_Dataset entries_

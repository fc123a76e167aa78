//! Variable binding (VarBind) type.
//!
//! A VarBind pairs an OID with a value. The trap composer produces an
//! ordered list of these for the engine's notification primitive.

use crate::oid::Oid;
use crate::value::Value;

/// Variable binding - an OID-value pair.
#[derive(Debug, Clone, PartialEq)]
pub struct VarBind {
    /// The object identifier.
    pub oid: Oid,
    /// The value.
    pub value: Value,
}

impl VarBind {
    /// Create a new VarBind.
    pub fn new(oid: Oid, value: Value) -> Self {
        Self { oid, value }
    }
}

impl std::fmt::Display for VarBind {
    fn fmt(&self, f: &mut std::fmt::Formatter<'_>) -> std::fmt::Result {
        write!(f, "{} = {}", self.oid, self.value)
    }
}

_What you will do_
What lines above contain "impl"? Copy them out.

_Output below_
impl VarBind {
impl std::fmt::Display for VarBind {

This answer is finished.